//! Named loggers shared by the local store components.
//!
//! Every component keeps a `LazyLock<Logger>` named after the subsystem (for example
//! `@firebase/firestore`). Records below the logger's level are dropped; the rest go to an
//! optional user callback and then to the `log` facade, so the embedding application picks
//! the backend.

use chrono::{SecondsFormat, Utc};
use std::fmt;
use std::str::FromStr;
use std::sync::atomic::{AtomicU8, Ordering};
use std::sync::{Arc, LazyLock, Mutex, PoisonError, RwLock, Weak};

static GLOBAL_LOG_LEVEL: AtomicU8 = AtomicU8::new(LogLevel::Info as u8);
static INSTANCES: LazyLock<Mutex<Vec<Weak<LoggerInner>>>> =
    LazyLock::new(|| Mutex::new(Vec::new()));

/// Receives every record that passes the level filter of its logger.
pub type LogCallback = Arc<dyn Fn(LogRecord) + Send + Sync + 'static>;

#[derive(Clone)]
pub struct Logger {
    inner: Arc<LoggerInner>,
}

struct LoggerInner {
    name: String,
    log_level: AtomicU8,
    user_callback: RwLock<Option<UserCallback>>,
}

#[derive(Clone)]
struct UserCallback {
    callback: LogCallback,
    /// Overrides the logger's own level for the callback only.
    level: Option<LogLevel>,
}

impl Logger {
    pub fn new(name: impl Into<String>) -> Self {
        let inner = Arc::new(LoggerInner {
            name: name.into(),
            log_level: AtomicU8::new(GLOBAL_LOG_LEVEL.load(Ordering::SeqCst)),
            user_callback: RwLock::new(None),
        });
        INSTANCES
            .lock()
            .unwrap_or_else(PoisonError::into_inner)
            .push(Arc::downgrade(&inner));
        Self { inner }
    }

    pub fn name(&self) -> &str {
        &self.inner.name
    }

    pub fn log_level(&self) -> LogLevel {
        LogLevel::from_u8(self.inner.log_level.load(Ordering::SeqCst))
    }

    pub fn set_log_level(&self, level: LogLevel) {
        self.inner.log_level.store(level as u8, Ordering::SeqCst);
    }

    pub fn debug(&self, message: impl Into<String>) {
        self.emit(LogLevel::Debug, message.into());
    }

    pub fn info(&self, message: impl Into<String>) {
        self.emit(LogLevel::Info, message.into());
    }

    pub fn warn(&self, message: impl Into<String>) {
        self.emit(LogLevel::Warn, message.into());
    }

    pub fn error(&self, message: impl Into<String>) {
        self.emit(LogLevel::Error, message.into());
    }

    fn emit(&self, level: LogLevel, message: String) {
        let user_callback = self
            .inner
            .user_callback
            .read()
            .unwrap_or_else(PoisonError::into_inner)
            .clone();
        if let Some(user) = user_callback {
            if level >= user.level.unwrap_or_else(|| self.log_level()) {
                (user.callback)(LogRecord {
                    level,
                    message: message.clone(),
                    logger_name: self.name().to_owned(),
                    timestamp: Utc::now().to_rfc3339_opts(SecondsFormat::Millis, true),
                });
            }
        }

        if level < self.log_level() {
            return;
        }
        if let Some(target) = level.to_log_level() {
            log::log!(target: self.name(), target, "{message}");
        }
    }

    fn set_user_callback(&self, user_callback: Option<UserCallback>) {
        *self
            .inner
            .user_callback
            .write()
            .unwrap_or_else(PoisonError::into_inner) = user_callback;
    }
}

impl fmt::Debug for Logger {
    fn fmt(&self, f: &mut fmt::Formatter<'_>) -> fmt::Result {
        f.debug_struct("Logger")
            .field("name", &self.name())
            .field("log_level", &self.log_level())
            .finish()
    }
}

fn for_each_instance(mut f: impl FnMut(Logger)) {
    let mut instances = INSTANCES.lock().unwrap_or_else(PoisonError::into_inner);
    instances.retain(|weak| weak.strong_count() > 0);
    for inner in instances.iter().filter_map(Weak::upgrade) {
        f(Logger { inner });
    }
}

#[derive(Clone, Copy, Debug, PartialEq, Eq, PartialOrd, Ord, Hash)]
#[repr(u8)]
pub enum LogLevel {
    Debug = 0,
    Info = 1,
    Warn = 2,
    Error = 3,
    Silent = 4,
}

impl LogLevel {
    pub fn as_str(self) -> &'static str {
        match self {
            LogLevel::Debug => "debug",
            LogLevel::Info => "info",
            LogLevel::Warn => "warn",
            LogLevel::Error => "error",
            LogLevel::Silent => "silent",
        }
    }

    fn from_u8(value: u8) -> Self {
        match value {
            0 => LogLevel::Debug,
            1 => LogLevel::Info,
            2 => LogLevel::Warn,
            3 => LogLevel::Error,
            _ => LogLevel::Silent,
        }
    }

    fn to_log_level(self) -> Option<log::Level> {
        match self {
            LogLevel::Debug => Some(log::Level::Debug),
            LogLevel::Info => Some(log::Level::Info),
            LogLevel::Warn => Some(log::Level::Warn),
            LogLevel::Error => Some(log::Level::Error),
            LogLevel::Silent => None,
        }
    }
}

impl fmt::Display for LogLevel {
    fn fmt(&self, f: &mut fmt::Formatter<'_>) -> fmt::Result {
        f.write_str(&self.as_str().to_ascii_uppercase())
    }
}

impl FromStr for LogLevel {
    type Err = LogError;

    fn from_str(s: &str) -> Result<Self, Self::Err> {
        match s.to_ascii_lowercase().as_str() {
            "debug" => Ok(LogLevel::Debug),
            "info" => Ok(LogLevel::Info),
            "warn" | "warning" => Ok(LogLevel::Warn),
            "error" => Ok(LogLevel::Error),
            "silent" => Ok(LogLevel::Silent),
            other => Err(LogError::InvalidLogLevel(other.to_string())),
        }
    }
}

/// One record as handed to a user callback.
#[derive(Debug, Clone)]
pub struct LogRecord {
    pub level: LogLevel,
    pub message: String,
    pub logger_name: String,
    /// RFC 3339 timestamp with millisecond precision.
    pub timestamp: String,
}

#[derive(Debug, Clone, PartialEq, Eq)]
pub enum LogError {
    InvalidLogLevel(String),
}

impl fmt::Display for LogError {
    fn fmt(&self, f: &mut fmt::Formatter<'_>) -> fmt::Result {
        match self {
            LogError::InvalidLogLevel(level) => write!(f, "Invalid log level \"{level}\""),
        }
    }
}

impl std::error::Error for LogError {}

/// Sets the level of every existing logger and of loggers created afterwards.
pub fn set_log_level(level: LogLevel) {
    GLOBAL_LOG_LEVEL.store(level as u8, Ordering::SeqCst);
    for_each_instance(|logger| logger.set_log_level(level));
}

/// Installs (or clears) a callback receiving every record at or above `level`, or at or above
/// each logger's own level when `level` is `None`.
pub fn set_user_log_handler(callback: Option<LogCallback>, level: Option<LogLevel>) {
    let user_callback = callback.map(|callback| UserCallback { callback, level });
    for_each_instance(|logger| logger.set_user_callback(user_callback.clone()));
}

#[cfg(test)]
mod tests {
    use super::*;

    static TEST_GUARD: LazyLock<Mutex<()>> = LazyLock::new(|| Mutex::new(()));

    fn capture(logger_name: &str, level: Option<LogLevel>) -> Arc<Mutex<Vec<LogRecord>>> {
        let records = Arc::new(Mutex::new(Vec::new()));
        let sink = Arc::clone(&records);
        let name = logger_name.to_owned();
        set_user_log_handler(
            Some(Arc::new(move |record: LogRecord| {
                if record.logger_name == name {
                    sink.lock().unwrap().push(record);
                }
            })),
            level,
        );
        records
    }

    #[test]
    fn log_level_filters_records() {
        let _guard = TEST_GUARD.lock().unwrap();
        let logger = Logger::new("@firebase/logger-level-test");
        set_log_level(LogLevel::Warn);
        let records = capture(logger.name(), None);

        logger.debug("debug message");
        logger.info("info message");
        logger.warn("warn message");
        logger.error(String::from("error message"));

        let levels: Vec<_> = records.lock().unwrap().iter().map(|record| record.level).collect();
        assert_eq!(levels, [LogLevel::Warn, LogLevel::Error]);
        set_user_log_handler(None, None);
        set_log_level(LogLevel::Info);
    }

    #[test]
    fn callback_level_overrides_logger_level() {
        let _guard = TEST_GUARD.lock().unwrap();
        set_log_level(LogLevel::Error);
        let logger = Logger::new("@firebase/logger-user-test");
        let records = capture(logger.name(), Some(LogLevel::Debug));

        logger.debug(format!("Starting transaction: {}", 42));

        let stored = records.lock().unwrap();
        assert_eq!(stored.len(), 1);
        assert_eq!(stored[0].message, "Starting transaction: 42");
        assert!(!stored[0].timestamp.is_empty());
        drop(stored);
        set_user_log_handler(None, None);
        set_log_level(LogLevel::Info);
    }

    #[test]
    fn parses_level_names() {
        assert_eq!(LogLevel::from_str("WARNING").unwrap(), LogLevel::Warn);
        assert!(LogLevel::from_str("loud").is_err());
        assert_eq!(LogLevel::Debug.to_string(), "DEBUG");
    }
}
※
**Instructions to follow:** Copy the lines above exactly. Start with the line containing "let stored = records.lock().unwrap();", end with the line containing "drop(stored);", and include both.

**Finished task:**
        let stored = records.lock().unwrap();
        assert_eq!(stored.len(), 1);
        assert_eq!(stored[0].message, "Starting transaction: 42");
        assert!(!stored[0].timestamp.is_empty());
        drop(stored);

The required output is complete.